Stored data entries
..............................
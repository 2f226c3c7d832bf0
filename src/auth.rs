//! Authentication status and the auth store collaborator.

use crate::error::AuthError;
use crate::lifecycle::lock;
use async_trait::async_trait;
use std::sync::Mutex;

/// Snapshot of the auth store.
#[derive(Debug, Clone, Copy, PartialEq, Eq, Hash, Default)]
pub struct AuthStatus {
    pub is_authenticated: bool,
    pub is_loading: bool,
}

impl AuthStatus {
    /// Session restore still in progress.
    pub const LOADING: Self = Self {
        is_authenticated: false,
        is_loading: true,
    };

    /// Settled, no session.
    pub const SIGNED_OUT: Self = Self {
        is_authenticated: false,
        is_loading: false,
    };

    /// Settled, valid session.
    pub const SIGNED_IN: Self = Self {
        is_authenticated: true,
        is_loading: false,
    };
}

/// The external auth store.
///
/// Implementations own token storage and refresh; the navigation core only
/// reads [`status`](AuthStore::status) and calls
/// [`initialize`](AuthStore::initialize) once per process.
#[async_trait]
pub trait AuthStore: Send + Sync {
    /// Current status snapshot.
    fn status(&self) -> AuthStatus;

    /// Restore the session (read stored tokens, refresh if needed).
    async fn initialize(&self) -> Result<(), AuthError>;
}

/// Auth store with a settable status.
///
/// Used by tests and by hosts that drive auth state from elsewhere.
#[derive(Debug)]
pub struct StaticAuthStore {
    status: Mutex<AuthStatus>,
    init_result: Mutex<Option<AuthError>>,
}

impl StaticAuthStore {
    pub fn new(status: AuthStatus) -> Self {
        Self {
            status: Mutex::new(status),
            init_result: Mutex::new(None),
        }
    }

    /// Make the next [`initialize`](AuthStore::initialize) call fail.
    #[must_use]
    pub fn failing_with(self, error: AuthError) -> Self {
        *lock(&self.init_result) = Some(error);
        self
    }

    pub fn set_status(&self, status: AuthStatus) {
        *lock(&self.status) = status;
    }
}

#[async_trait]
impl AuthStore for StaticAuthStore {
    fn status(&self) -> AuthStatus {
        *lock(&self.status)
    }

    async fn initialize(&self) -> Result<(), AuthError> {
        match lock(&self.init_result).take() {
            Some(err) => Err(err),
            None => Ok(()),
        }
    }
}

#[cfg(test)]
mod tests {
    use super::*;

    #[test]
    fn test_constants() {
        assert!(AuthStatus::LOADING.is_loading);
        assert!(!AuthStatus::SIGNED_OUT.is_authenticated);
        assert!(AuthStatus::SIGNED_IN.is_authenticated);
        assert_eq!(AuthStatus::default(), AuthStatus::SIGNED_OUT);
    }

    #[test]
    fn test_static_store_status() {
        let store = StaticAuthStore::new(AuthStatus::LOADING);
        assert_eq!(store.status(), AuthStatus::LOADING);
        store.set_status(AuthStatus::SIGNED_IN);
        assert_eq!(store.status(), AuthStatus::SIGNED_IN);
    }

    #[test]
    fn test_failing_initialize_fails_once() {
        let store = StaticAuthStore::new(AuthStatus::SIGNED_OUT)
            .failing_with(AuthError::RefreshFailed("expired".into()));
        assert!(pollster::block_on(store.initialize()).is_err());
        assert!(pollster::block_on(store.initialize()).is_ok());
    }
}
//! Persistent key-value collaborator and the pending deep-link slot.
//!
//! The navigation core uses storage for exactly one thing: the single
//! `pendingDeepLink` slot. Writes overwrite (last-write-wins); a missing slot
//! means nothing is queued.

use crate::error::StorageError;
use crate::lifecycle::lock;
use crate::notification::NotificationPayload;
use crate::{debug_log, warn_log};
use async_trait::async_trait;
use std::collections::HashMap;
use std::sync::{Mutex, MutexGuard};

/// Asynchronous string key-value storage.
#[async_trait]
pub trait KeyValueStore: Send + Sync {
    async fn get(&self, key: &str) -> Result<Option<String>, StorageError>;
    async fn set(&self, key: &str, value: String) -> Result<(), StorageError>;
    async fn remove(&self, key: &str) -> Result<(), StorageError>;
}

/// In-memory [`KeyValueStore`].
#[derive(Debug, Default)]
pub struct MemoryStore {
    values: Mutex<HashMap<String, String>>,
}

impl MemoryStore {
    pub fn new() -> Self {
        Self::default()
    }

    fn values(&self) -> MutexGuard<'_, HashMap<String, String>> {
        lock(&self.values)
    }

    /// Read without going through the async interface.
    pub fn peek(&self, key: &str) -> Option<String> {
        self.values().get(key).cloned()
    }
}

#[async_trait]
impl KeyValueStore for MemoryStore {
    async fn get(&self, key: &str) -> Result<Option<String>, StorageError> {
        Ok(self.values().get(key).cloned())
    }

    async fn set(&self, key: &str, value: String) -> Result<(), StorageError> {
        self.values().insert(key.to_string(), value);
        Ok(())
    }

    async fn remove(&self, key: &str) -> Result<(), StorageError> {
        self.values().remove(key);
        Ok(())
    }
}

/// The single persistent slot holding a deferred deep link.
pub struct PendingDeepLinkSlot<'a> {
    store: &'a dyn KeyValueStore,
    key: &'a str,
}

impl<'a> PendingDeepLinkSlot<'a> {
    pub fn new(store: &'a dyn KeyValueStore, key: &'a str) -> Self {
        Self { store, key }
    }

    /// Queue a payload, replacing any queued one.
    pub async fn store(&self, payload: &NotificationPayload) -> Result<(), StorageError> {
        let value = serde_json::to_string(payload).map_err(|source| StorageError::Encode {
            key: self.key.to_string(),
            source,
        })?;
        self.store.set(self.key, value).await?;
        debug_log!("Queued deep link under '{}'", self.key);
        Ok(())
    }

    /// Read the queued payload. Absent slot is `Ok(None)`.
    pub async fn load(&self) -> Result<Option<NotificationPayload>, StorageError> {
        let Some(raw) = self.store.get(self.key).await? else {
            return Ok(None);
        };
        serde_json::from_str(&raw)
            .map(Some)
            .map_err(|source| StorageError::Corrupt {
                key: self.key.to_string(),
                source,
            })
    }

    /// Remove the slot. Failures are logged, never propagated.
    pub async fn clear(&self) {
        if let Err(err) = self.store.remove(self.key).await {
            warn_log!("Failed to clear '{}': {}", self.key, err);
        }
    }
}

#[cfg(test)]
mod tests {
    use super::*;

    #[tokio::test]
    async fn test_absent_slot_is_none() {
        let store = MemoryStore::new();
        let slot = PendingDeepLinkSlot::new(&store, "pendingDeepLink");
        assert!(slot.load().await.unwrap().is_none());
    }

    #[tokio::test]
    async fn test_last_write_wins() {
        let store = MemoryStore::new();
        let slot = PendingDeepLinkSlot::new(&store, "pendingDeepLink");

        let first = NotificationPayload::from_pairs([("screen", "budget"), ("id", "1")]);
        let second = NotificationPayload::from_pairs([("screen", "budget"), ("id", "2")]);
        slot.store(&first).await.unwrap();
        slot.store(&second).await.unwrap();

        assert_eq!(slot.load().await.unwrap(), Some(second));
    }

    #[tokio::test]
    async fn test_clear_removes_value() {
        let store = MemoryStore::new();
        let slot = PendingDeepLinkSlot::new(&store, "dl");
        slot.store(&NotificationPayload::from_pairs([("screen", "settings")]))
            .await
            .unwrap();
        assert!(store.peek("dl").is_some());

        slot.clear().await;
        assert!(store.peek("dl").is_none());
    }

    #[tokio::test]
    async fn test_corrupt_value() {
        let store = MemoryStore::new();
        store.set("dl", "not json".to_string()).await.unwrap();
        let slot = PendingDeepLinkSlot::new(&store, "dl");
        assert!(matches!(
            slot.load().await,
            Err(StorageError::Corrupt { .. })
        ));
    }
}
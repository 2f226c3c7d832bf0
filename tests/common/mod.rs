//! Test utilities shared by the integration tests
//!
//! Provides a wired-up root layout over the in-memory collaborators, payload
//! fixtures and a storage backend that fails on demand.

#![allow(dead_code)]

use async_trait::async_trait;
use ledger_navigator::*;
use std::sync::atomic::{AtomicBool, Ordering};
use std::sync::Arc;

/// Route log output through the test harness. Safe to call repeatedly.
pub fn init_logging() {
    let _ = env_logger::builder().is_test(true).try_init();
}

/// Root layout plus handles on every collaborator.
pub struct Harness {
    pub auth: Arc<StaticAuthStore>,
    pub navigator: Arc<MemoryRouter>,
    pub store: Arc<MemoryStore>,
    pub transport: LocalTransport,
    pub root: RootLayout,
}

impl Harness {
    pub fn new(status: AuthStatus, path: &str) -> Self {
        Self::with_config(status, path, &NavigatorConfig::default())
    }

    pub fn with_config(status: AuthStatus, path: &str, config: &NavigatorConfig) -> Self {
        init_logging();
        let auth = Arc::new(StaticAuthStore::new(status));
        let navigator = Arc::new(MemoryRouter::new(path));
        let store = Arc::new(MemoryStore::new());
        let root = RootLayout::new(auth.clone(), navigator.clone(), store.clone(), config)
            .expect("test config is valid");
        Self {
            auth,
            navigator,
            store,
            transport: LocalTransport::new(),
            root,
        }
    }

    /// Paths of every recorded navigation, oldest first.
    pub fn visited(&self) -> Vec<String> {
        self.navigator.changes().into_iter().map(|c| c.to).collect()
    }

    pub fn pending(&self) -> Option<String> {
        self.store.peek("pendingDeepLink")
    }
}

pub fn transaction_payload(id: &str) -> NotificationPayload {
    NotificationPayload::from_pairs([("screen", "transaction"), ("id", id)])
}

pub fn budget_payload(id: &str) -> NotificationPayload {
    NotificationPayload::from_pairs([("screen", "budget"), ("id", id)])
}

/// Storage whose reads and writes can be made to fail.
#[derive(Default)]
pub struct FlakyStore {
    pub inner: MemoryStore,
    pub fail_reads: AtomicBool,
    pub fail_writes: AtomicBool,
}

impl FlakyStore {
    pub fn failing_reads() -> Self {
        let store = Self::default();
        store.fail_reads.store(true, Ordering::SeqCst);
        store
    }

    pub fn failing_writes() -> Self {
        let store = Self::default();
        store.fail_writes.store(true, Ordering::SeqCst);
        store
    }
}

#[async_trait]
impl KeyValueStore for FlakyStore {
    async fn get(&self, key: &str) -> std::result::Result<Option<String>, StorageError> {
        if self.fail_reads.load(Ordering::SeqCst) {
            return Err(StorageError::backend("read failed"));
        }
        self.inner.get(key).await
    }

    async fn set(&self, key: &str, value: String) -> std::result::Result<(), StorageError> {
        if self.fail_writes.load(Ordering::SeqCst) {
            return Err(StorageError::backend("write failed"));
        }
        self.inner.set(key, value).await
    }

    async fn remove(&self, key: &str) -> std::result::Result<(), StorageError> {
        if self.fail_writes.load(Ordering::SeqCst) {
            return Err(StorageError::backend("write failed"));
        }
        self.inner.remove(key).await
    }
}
..............................
Instructions to follow |
From the data, list each line in which the string "MemoryStore" appears.

Solution for this task |
pub struct MemoryStore {
impl MemoryStore {
impl KeyValueStore for MemoryStore {
        let store = MemoryStore::new();
        let store = MemoryStore::new();
        let store = MemoryStore::new();
        let store = MemoryStore::new();
    pub store: Arc<MemoryStore>,
        let store = Arc::new(MemoryStore::new());
    pub inner: MemoryStore,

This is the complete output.